Cementownia Grodziec.© Goofy601
Potężny zbiornik.© Goofy601
Smutne to, ale gdyby nie taki obrót wydarzeń z pewnością nie powstałoby tyle pięknych zdjęć i wariacji artystycznych na temat tego miejsca. Też muszę się kiedyś wybrać na taka sesję fotograficzną, ale chyba jesienią, gdy aura będzie bardziej refleksyjna. Bo dziś, no cóż... sielanka ;)
Cementownia w dość optymistycznej scenerii.© Goofy601
Dość tej zadumy, pora wjechać na górę. Taak, tylko którędy? W poszukiwaniu czerwonego szlaku trafiam na kolejny zrujnowany obiekt. Tym razem obwarowany zakazem wstępu pod groźbą śmierci. Znam pewnego Roweroholika, który pewnie chętnie zbadałby to miejsce (o ile już tego nie zrobił ;) )

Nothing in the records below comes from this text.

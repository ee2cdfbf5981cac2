//! # techmarket
//!
//! Leptos + WASM interactivity for the TechMarket static storefront.
//!
//! Each storefront page is static HTML. This crate loads the shopper's
//! compare list, cart and favorites from `localStorage`, works out which page
//! is showing, and wires that page's controls to the list mutators on the
//! [`storefront::Storefront`] controller.
//!
//! Browser glue lives behind the `csr` feature; everything else (state,
//! persistence, catalog queries, page dispatch) compiles and tests natively.

pub mod catalog;
pub mod components;
pub mod config;
#[cfg(feature = "csr")]
pub mod pages;
pub mod router;
pub mod state;
pub mod store;
pub mod storefront;
pub mod ui;
pub mod util;

/// WASM entry point: installs logging and boots the current page.
#[cfg(feature = "csr")]
#[wasm_bindgen::prelude::wasm_bindgen(start)]
pub fn start() {
    console_error_panic_hook::set_once();
    if let Err(err) = console_log::init_with_level(log::Level::Debug) {
        web_sys::console::warn_1(&err.to_string().into());
    }
    pages::boot();
}
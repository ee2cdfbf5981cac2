use std::cell::RefCell;
use std::collections::HashMap;
use std::rc::Rc;

use super::{KeyValueStore, StoreError};

/// In-process key-value map.
///
/// Clones share the same map, so a clone handed to a second store behaves
/// like the same `localStorage` seen by the next page load.
#[derive(Clone, Debug, Default)]
pub struct MemoryStore {
    entries: Rc<RefCell<HashMap<String, String>>>,
}

impl MemoryStore {
    pub fn new() -> Self {
        Self::default()
    }

    pub fn with_entries<I, K, V>(entries: I) -> Self
    where
        I: IntoIterator<Item = (K, V)>,
        K: Into<String>,
        V: Into<String>,
    {
        let map = entries.into_iter().map(|(k, v)| (k.into(), v.into())).collect();
        Self { entries: Rc::new(RefCell::new(map)) }
    }

    /// Raw stored value, bypassing decoding.
    pub fn raw(&self, key: &str) -> Option<String> {
        self.entries.borrow().get(key).cloned()
    }
}

impl KeyValueStore for MemoryStore {
    fn get_item(&self, key: &str) -> Result<Option<String>, StoreError> {
        Ok(self.raw(key))
    }

    fn set_item(&self, key: &str, value: &str) -> Result<(), StoreError> {
        self.entries.borrow_mut().insert(key.to_owned(), value.to_owned());
        Ok(())
    }
}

Kolejny zrujnowany budynek o zagadkowym przeznaczeniu.© Goofy601
Ogólnie sporo tu wiekowej zabudowy.
Zabytkowe komórki ;)© Goofy601
Po chwili błądzenia trafiam na ładne, kolorowe tabliczki - szlak św. Jakuba. Kierując się w przeciwną stronę mógłbym tą drogą dojechać (przez Rogoźnik i Sączów) do samego Santiago de Compostela. Ale może nie tym razem ;)

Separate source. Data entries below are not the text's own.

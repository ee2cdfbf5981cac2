//! Catalog filtering, sorting and search.
//!
//! [`CatalogListing`] holds the products the catalog page started from plus
//! the shopper's current filters and sort order; [`CatalogListing::visible`]
//! recomputes the grid contents from scratch each time.

#[cfg(test)]
#[path = "query_test.rs"]
mod query_test;

use super::{Product, parse_price};

/// Filter criteria collected from the catalog sidebar.
///
/// Empty criteria match every product.
#[derive(Clone, Debug, Default, PartialEq, Eq)]
pub struct FilterSet {
    pub min_price: Option<u32>,
    pub max_price: Option<u32>,
    pub ram: Vec<String>,
    pub storage: Vec<String>,
    pub brand: Vec<String>,
}

impl FilterSet {
    /// Build from raw sidebar values. Unparsable price inputs are ignored.
    pub fn from_inputs(min_price: &str, max_price: &str, ram: Vec<String>, storage: Vec<String>, brand: Vec<String>) -> Self {
        Self {
            min_price: parse_price(min_price),
            max_price: parse_price(max_price),
            ram,
            storage,
            brand,
        }
    }

    pub fn is_empty(&self) -> bool {
        *self == Self::default()
    }

    pub fn matches(&self, product: &Product) -> bool {
        if self.min_price.is_some_and(|min| product.price < min) {
            return false;
        }
        if self.max_price.is_some_and(|max| product.price > max) {
            return false;
        }
        if !self.ram.is_empty() && !self.ram.iter().any(|ram| has_size(product, ram_size, ram)) {
            return false;
        }
        if !self.storage.is_empty() && !self.storage.iter().any(|storage| has_size(product, storage_size, storage)) {
            return false;
        }
        if !self.brand.is_empty() && !self.brand.iter().any(|brand| brand.eq_ignore_ascii_case(product.brand())) {
            return false;
        }
        true
    }
}

/// Whether one of the `•`-separated spec segments names `wanted` as the
/// size `extract` reads from it. Sizes compare as whole tokens, so `8GB`
/// never matches `128GB`.
fn has_size(product: &Product, extract: fn(&str) -> Option<&str>, wanted: &str) -> bool {
    let wanted = wanted.trim();
    !wanted.is_empty()
        && product.spec.split('•').filter_map(|segment| extract(segment.trim())).any(|size| size.eq_ignore_ascii_case(wanted))
}

/// `"16GB RAM"` -> `16GB`.
fn ram_size(segment: &str) -> Option<&str> {
    let mut words = segment.split_whitespace();
    let size = words.next()?;
    words.next().filter(|word| word.eq_ignore_ascii_case("ram")).map(|_| size)
}

/// `"512GB SSD"` or `"128GB"` -> the leading size; RAM segments are skipped.
fn storage_size(segment: &str) -> Option<&str> {
    if ram_size(segment).is_some() {
        return None;
    }
    let size = segment.split_whitespace().next()?;
    let upper = size.to_ascii_uppercase();
    let is_size = size.starts_with(|c: char| c.is_ascii_digit()) && (upper.ends_with("GB") || upper.ends_with("TB"));
    is_size.then_some(size)
}

fn contains_ignore_case(haystack: &str, needle: &str) -> bool {
    let needle = needle.trim();
    !needle.is_empty() && haystack.to_lowercase().contains(&needle.to_lowercase())
}

/// Sort choices offered by the catalog `<select>`.
#[derive(Clone, Copy, Debug, Default, PartialEq, Eq)]
pub enum SortOrder {
    #[default]
    Featured,
    PriceLow,
    PriceHigh,
    Newest,
    Popular,
}

impl SortOrder {
    pub fn parse(raw: &str) -> Self {
        match raw.trim() {
            "price-low" => Self::PriceLow,
            "price-high" => Self::PriceHigh,
            "newest" => Self::Newest,
            "popular" => Self::Popular,
            _ => Self::Featured,
        }
    }
}

pub fn filter_products(products: &[Product], filters: &FilterSet) -> Vec<Product> {
    products.iter().filter(|product| filters.matches(product)).copied().collect()
}

/// Stable sort. The catalog carries no release dates or ratings, so
/// `Newest` and `Popular` keep catalog order like `Featured`.
pub fn sort_products(products: &mut [Product], order: SortOrder) {
    match order {
        SortOrder::PriceLow => products.sort_by_key(|product| product.price),
        SortOrder::PriceHigh => products.sort_by_key(|product| std::cmp::Reverse(product.price)),
        SortOrder::Featured | SortOrder::Newest | SortOrder::Popular => {}
    }
}

/// Case-insensitive match on title or spec. A blank query matches everything.
pub fn search_products(products: &[Product], query: &str) -> Vec<Product> {
    if query.trim().is_empty() {
        return products.to_vec();
    }
    products
        .iter()
        .filter(|product| contains_ignore_case(product.title, query) || contains_ignore_case(product.spec, query))
        .copied()
        .collect()
}

/// What the catalog grid currently shows.
#[derive(Clone, Debug, Default)]
pub struct CatalogListing {
    base: Vec<Product>,
    filters: FilterSet,
    order: SortOrder,
}

impl CatalogListing {
    pub fn new(base: Vec<Product>) -> Self {
        Self { base, ..Self::default() }
    }

    pub fn filters(&self) -> &FilterSet {
        &self.filters
    }

    pub fn order(&self) -> SortOrder {
        self.order
    }

    pub fn set_filters(&mut self, filters: FilterSet) {
        self.filters = filters;
    }

    pub fn clear_filters(&mut self) {
        self.filters = FilterSet::default();
    }

    pub fn set_order(&mut self, order: SortOrder) {
        self.order = order;
    }

    pub fn visible(&self) -> Vec<Product> {
        let mut products = filter_products(&self.base, &self.filters);
        sort_products(&mut products, self.order);
        products
    }
}
//! Storefront configuration.
//!
//! Defaults match the storage layout the static pages have always used. A
//! page may override any field by embedding a JSON block:
//!
//! ```html
//! <script id="techmarket-config" type="application/json">
//!   { "compare_limit": 3 }
//! </script>
//! ```

#[cfg(test)]
#[path = "config_test.rs"]
mod config_test;

use serde::{Deserialize, Serialize};

use crate::catalog::Category;

pub const DEFAULT_COMPARE_LIMIT: usize = 4;
pub const DEFAULT_NOTIFICATION_MS: u32 = 3_000;
/// Element id of the optional JSON override block.
pub const CONFIG_ELEMENT_ID: &str = "techmarket-config";

#[derive(Debug, thiserror::Error)]
pub enum ConfigError {
    #[error("invalid storefront config: {0}")]
    Json(#[from] serde_json::Error),
    #[error("compare_limit must be at least 1")]
    ZeroCompareLimit,
}

/// Storage keys for every persisted value.
#[derive(Clone, Debug, PartialEq, Eq, Serialize, Deserialize)]
#[serde(default)]
pub struct StorageKeys {
    pub compare: String,
    pub cart: String,
    pub favorites: String,
    pub selected_category: String,
    pub selected_product: String,
}

impl Default for StorageKeys {
    fn default() -> Self {
        Self {
            compare: "techmarket_compare".to_owned(),
            cart: "techmarket_cart".to_owned(),
            favorites: "techmarket_favorites".to_owned(),
            selected_category: "selectedCategory".to_owned(),
            selected_product: "selectedProduct".to_owned(),
        }
    }
}

#[derive(Clone, Debug, PartialEq, Eq, Serialize, Deserialize)]
#[serde(default)]
pub struct StorefrontConfig {
    pub keys: StorageKeys,
    pub compare_limit: usize,
    pub notification_ms: u32,
    pub default_category: Category,
}

impl Default for StorefrontConfig {
    fn default() -> Self {
        Self {
            keys: StorageKeys::default(),
            compare_limit: DEFAULT_COMPARE_LIMIT,
            notification_ms: DEFAULT_NOTIFICATION_MS,
            default_category: Category::default(),
        }
    }
}

impl StorefrontConfig {
    /// Parse a JSON override. Missing fields keep their defaults.
    ///
    /// # Errors
    ///
    /// Returns [`ConfigError`] for malformed JSON or a zero compare limit.
    pub fn from_json(raw: &str) -> Result<Self, ConfigError> {
        let config: Self = serde_json::from_str(raw)?;
        if config.compare_limit == 0 {
            return Err(ConfigError::ZeroCompareLimit);
        }
        Ok(config)
    }

    /// Like [`Self::from_json`], but never fails: absent or invalid input
    /// yields the defaults.
    pub fn from_json_or_default(raw: Option<&str>) -> Self {
        let Some(raw) = raw.map(str::trim).filter(|raw| !raw.is_empty()) else {
            return Self::default();
        };
        match Self::from_json(raw) {
            Ok(config) => config,
            Err(err) => {
                log::warn!("{err}; using default storefront config");
                Self::default()
            }
        }
    }
}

Droga św. Jakuba - do celu już blisko :)© Goofy601
Jadąc za niebieskimi tabliczkami z muszelką znajduję też czerwony szlak i trzymając się go pnę się pod górę. Zaczynają się pojawiać pierwsze widoki.

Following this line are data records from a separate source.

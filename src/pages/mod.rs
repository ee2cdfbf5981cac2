//! Page initializers for the static storefront pages.
//!
//! ARCHITECTURE
//! ============
//! [`boot`] builds the page's single [`Storefront`], names the page from the
//! location, and hands [`BrowserPages`] to [`router::dispatch`]. Each page
//! module only wires listeners; every state change goes back through the
//! shared controller.

mod cart;
mod catalog;
mod comparison;
mod global;
mod home;
mod product;
mod profile;

use std::cell::RefCell;
use std::rc::Rc;

use crate::config::{CONFIG_ELEMENT_ID, StorefrontConfig};
use crate::router::{self, CatalogQuery, PageIdentity, PageInitializers};
use crate::store::LocalStorage;
use crate::storefront::Storefront;
use crate::ui::dom::DomUi;
use crate::util::dom;

/// The page's controller, shared by every registered listener.
pub type SharedStorefront = Rc<RefCell<Storefront<LocalStorage, DomUi>>>;

pub struct BrowserPages {
    storefront: SharedStorefront,
    query: CatalogQuery,
}

impl PageInitializers for BrowserPages {
    fn home(&mut self) {
        home::init(&self.storefront);
    }

    fn catalog(&mut self) {
        catalog::init(&self.storefront, &self.query);
    }

    fn product(&mut self) {
        product::init(&self.storefront);
    }

    fn comparison(&mut self) {
        comparison::init(&self.storefront);
    }

    fn cart(&mut self) {
        cart::init(&self.storefront);
    }

    fn profile(&mut self) {
        profile::init(&self.storefront);
    }

    fn global(&mut self) {
        global::init(&self.storefront);
    }
}

/// Load state and run the current page's initializers.
pub fn boot() {
    let raw_config = dom::by_id(CONFIG_ELEMENT_ID).and_then(|el| el.text_content());
    let config = StorefrontConfig::from_json_or_default(raw_config.as_deref());
    let ui = DomUi::new(config.notification_ms);
    let storefront = Rc::new(RefCell::new(Storefront::load(config, LocalStorage::open(), ui)));

    let (path, search) = web_sys::window()
        .map(|w| {
            let location = w.location();
            (location.pathname().unwrap_or_default(), location.search().unwrap_or_default())
        })
        .unwrap_or_default();

    let page = PageIdentity::from_path(&path);
    log::info!("techmarket booting page {}", page.as_str());

    let mut pages = BrowserPages { storefront, query: CatalogQuery::parse(&search) };
    router::dispatch(&page, &mut pages);
}

/// Borrow the controller mutably for one handler invocation.
///
/// Handlers run to completion one at a time on the UI thread, so the borrow
/// is only contended if a mutator re-enters page code, which none do.
pub(crate) fn with_storefront<R>(
    storefront: &SharedStorefront,
    f: impl FnOnce(&mut Storefront<LocalStorage, DomUi>) -> R,
) -> Option<R> {
    match storefront.try_borrow_mut() {
        Ok(mut guard) => Some(f(&mut guard)),
        Err(err) => {
            log::warn!("storefront busy, dropping event: {err}");
            None
        }
    }
}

Grodziec widziany z góry.© Goofy601
W sumie to dobrze, że oglądałem widoki po drodze bo ze szczytu widać jedynie las ;) Jest też kościółek św. Doroty z 1635 roku. Jest zamknięty i trochę "podkopany" w ramach prac remontowych, ale i tak to wymarzone miejsce na odpoczynek.
Kościół na szczycie.© Goofy601
Zdobiona krata© Goofy601
Po dłuższym odpoczynku i posiłku na przykościelnym murku zjechałem trochę niżej pooglądać widoki z drugiej strony góry.
Jako że słabo znam się na topografii Zagłębia nie bardzo wiedziałem na co patrzę ;) Tu z pomocą przyszło wykształcenie energetyczne. Kominy Elektrociepłowni Będzin - znaczy patrzymy na Będzin. Kawałek w lewo chłodnie EC Nowa, znaczy tam jest Dąbrowa Górnicza. No i oczywiście centralnie i najbliżej na wprost - olbrzymi komin Elektrowni Łagisza :) Tym sposobem zlokalizowałem Sosnowiec :P
Elektrownia Łagisza :)© Goofy601
Nacieszywszy oczy widokami i dumny ze swojej orientacji w terenie postanowiłem w drodze powrotnej odwiedzić jeszcze zamek w Będzinie. Skoro już jestem w okolicy ;)
Zamek w Będzinie.© Goofy601
Mam dziś chyba szczęście do imprez plenerowych. Pod zamkiem trafiam na koncert muzyki celtyckiej o wymownej nazwie "ZAMEK" :)
Festiwal Muzyki Celtyckiej ZAMEK.© Goofy601
Zostałbym posłuchać, ale dopiero trwa strojenie instrumentów. Do tego zamek jest chyba lepiej pilnowany niż za czasów Kazimierza Wielkiego. Pan Ochroniarz wymownie patrzy na mój aparat, potem na jedną z wielu tabliczek "zakaz fotografowania i filmowania". Czyżby Celtowie bali się obiektywu?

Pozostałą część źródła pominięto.